INFORMATION PROVIDED:
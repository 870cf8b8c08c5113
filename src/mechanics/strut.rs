//! Axial force balance for one or two springs stacked in series between the
//! lower perch and the shaft top.
//!
//! The springs share a series deflection until one of them reaches bind. That
//! spring is then held at its bind length and the other one takes the rest of
//! the available length, floored at its own bind length.

use serde::Serialize;

/// Length limits and rate of one spring, in mm and N/mm.
#[derive(Debug, Clone, Copy, PartialEq, Serialize)]
pub struct SpringLimits {
    pub free_length: f64,
    pub bind_length: f64,
    pub rate: f64,
}

impl SpringLimits {
    #[must_use]
    pub const fn new(free_length: f64, bind_length: f64, rate: f64) -> Self {
        Self {
            free_length,
            bind_length,
            rate,
        }
    }

    /// Force transmitted when the spring sits exactly at bind.
    #[must_use]
    pub fn bind_force(&self) -> f64 {
        self.rate * (self.free_length - self.bind_length)
    }

    /// Force at `length`, which callers keep within `[bind, free]`.
    #[must_use]
    pub fn force_at(&self, length: f64) -> f64 {
        self.rate * (self.free_length - length)
    }

    fn clamp_length(&self, length: f64) -> f64 {
        length.clamp(self.bind_length, self.free_length)
    }
}

#[derive(Debug, Clone, Copy, PartialEq, Eq, Hash, Serialize)]
#[serde(rename_all = "snake_case")]
pub enum SolverState {
    /// Enough room for every spring at free length; no force.
    BothFree,
    /// Springs share the deflection in inverse proportion to their rates.
    SeriesCompressed,
    HelperBound,
    MainBound,
    /// Every spring at bind; force stays at the last transmitted value.
    FullyBound,
}

impl SolverState {
    #[must_use]
    pub const fn label(self) -> &'static str {
        match self {
            Self::BothFree => "free",
            Self::SeriesCompressed => "series compressed",
            Self::HelperBound => "helper bound",
            Self::MainBound => "main bound",
            Self::FullyBound => "fully bound",
        }
    }
}

#[derive(Debug, Clone, Copy, PartialEq, Serialize)]
pub struct StrutSolution {
    pub state: SolverState,
    pub main_length: f64,
    pub helper_length: Option<f64>,
    /// Axial force in N, never negative.
    pub force: f64,
}

#[derive(Debug, Clone, Copy, PartialEq)]
pub struct StrutForceSolver {
    main: SpringLimits,
    helper: Option<SpringLimits>,
}

impl StrutForceSolver {
    #[must_use]
    pub const fn new(main: SpringLimits, helper: Option<SpringLimits>) -> Self {
        Self { main, helper }
    }

    #[must_use]
    pub fn main(&self) -> SpringLimits {
        self.main
    }

    #[must_use]
    pub fn helper(&self) -> Option<SpringLimits> {
        self.helper
    }

    /// Summed free lengths; the force is zero at or above this length.
    #[must_use]
    pub fn free_stack(&self) -> f64 {
        self.main.free_length + self.helper.map_or(0.0, |h| h.free_length)
    }

    /// Summed bind lengths; the shortest length the springs can occupy.
    #[must_use]
    pub fn bind_stack(&self) -> f64 {
        self.main.bind_length + self.helper.map_or(0.0, |h| h.bind_length)
    }

    /// Spring lengths and force for the axial length available to the stack.
    #[must_use]
    pub fn solve(&self, available_length: f64) -> StrutSolution {
        match self.helper {
            None => self.solve_single(available_length),
            Some(helper) => self.solve_series(helper, available_length),
        }
    }

    fn solve_single(&self, available_length: f64) -> StrutSolution {
        let main = self.main;
        let state = if available_length >= main.free_length {
            SolverState::BothFree
        } else if available_length <= main.bind_length {
            SolverState::MainBound
        } else {
            SolverState::SeriesCompressed
        };
        let main_length = main.clamp_length(available_length);

        StrutSolution {
            state,
            main_length,
            helper_length: None,
            force: main.force_at(main_length).max(0.0),
        }
    }

    fn solve_series(&self, helper: SpringLimits, available_length: f64) -> StrutSolution {
        let main = self.main;

        let deflection = self.free_stack() - available_length;
        if deflection <= 0.0 {
            return StrutSolution {
                state: SolverState::BothFree,
                main_length: main.free_length,
                helper_length: Some(helper.free_length),
                force: 0.0,
            };
        }

        let force = deflection / (1.0 / main.rate + 1.0 / helper.rate);
        let main_length = main.free_length - force / main.rate;
        let helper_length = helper.free_length - force / helper.rate;

        let helper_under = helper_length < helper.bind_length;
        let main_under = main_length < main.bind_length;

        // Helper is checked first. When both undercut, the one with the lower
        // bind force reached bind first and is the one held.
        if helper_under && (!main_under || helper.bind_force() <= main.bind_force()) {
            let remaining = available_length - helper.bind_length;
            let (state, main_length) = if remaining <= main.bind_length {
                (SolverState::FullyBound, main.bind_length)
            } else {
                (SolverState::HelperBound, main.clamp_length(remaining))
            };
            return StrutSolution {
                state,
                main_length,
                helper_length: Some(helper.bind_length),
                force: main.force_at(main_length).max(0.0),
            };
        }

        if main_under {
            let remaining = available_length - main.bind_length;
            let (state, helper_length) = if remaining <= helper.bind_length {
                (SolverState::FullyBound, helper.bind_length)
            } else {
                (SolverState::MainBound, helper.clamp_length(remaining))
            };
            return StrutSolution {
                state,
                main_length: main.bind_length,
                helper_length: Some(helper_length),
                force: helper.force_at(helper_length).max(0.0),
            };
        }

        StrutSolution {
            state: SolverState::SeriesCompressed,
            main_length,
            helper_length: Some(helper_length),
            force,
        }
    }
}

EXERCISE DESCRIPTION:
Retype the data. Every line must match the original exactly.

SOLUTION TO THIS TASK:
repository 870cf8b8c08c5113
filename src/mechanics/strut.rs
//! Axial force balance for one or two springs stacked in series between the
//! lower perch and the shaft top.
//!
//! The springs share a series deflection until one of them reaches bind. That
//! spring is then held at its bind length and the other one takes the rest of
//! the available length, floored at its own bind length.

use serde::Serialize;

/// Length limits and rate of one spring, in mm and N/mm.
#[derive(Debug, Clone, Copy, PartialEq, Serialize)]
pub struct SpringLimits {
    pub free_length: f64,
    pub bind_length: f64,
    pub rate: f64,
}

impl SpringLimits {
    #[must_use]
    pub const fn new(free_length: f64, bind_length: f64, rate: f64) -> Self {
        Self {
            free_length,
            bind_length,
            rate,
        }
    }

    /// Force transmitted when the spring sits exactly at bind.
    #[must_use]
    pub fn bind_force(&self) -> f64 {
        self.rate * (self.free_length - self.bind_length)
    }

    /// Force at `length`, which callers keep within `[bind, free]`.
    #[must_use]
    pub fn force_at(&self, length: f64) -> f64 {
        self.rate * (self.free_length - length)
    }

    fn clamp_length(&self, length: f64) -> f64 {
        length.clamp(self.bind_length, self.free_length)
    }
}

#[derive(Debug, Clone, Copy, PartialEq, Eq, Hash, Serialize)]
#[serde(rename_all = "snake_case")]
pub enum SolverState {
    /// Enough room for every spring at free length; no force.
    BothFree,
    /// Springs share the deflection in inverse proportion to their rates.
    SeriesCompressed,
    HelperBound,
    MainBound,
    /// Every spring at bind; force stays at the last transmitted value.
    FullyBound,
}

impl SolverState {
    #[must_use]
    pub const fn label(self) -> &'static str {
        match self {
            Self::BothFree => "free",
            Self::SeriesCompressed => "series compressed",
            Self::HelperBound => "helper bound",
            Self::MainBound => "main bound",
            Self::FullyBound => "fully bound",
        }
    }
}

#[derive(Debug, Clone, Copy, PartialEq, Serialize)]
pub struct StrutSolution {
    pub state: SolverState,
    pub main_length: f64,
    pub helper_length: Option<f64>,
    /// Axial force in N, never negative.
    pub force: f64,
}

#[derive(Debug, Clone, Copy, PartialEq)]
pub struct StrutForceSolver {
    main: SpringLimits,
    helper: Option<SpringLimits>,
}

impl StrutForceSolver {
    #[must_use]
    pub const fn new(main: SpringLimits, helper: Option<SpringLimits>) -> Self {
        Self { main, helper }
    }

    #[must_use]
    pub fn main(&self) -> SpringLimits {
        self.main
    }

    #[must_use]
    pub fn helper(&self) -> Option<SpringLimits> {
        self.helper
    }

    /// Summed free lengths; the force is zero at or above this length.
    #[must_use]
    pub fn free_stack(&self) -> f64 {
        self.main.free_length + self.helper.map_or(0.0, |h| h.free_length)
    }

    /// Summed bind lengths; the shortest length the springs can occupy.
    #[must_use]
    pub fn bind_stack(&self) -> f64 {
        self.main.bind_length + self.helper.map_or(0.0, |h| h.bind_length)
    }

    /// Spring lengths and force for the axial length available to the stack.
    #[must_use]
    pub fn solve(&self, available_length: f64) -> StrutSolution {
        match self.helper {
            None => self.solve_single(available_length),
            Some(helper) => self.solve_series(helper, available_length),
        }
    }

    fn solve_single(&self, available_length: f64) -> StrutSolution {
        let main = self.main;
        let state = if available_length >= main.free_length {
            SolverState::BothFree
        } else if available_length <= main.bind_length {
            SolverState::MainBound
        } else {
            SolverState::SeriesCompressed
        };
        let main_length = main.clamp_length(available_length);

        StrutSolution {
            state,
            main_length,
            helper_length: None,
            force: main.force_at(main_length).max(0.0),
        }
    }

    fn solve_series(&self, helper: SpringLimits, available_length: f64) -> StrutSolution {
        let main = self.main;

        let deflection = self.free_stack() - available_length;
        if deflection <= 0.0 {
            return StrutSolution {
                state: SolverState::BothFree,
                main_length: main.free_length,
                helper_length: Some(helper.free_length),
                force: 0.0,
            };
        }

        let force = deflection / (1.0 / main.rate + 1.0 / helper.rate);
        let main_length = main.free_length - force / main.rate;
        let helper_length = helper.free_length - force / helper.rate;

        let helper_under = helper_length < helper.bind_length;
        let main_under = main_length < main.bind_length;

        // Helper is checked first. When both undercut, the one with the lower
        // bind force reached bind first and is the one held.
        if helper_under && (!main_under || helper.bind_force() <= main.bind_force()) {
            let remaining = available_length - helper.bind_length;
            let (state, main_length) = if remaining <= main.bind_length {
                (SolverState::FullyBound, main.bind_length)
            } else {
                (SolverState::HelperBound, main.clamp_length(remaining))
            };
            return StrutSolution {
                state,
                main_length,
                helper_length: Some(helper.bind_length),
                force: main.force_at(main_length).max(0.0),
            };
        }

        if main_under {
            let remaining = available_length - main.bind_length;
            let (state, helper_length) = if remaining <= helper.bind_length {
                (SolverState::FullyBound, helper.bind_length)
            } else {
                (SolverState::MainBound, helper.clamp_length(remaining))
            };
            return StrutSolution {
                state,
                main_length: main.bind_length,
                helper_length: Some(helper_length),
                force: helper.force_at(helper_length).max(0.0),
            };
        }

        StrutSolution {
            state: SolverState::SeriesCompressed,
            main_length,
            helper_length: Some(helper_length),
            force,
        }
    }
}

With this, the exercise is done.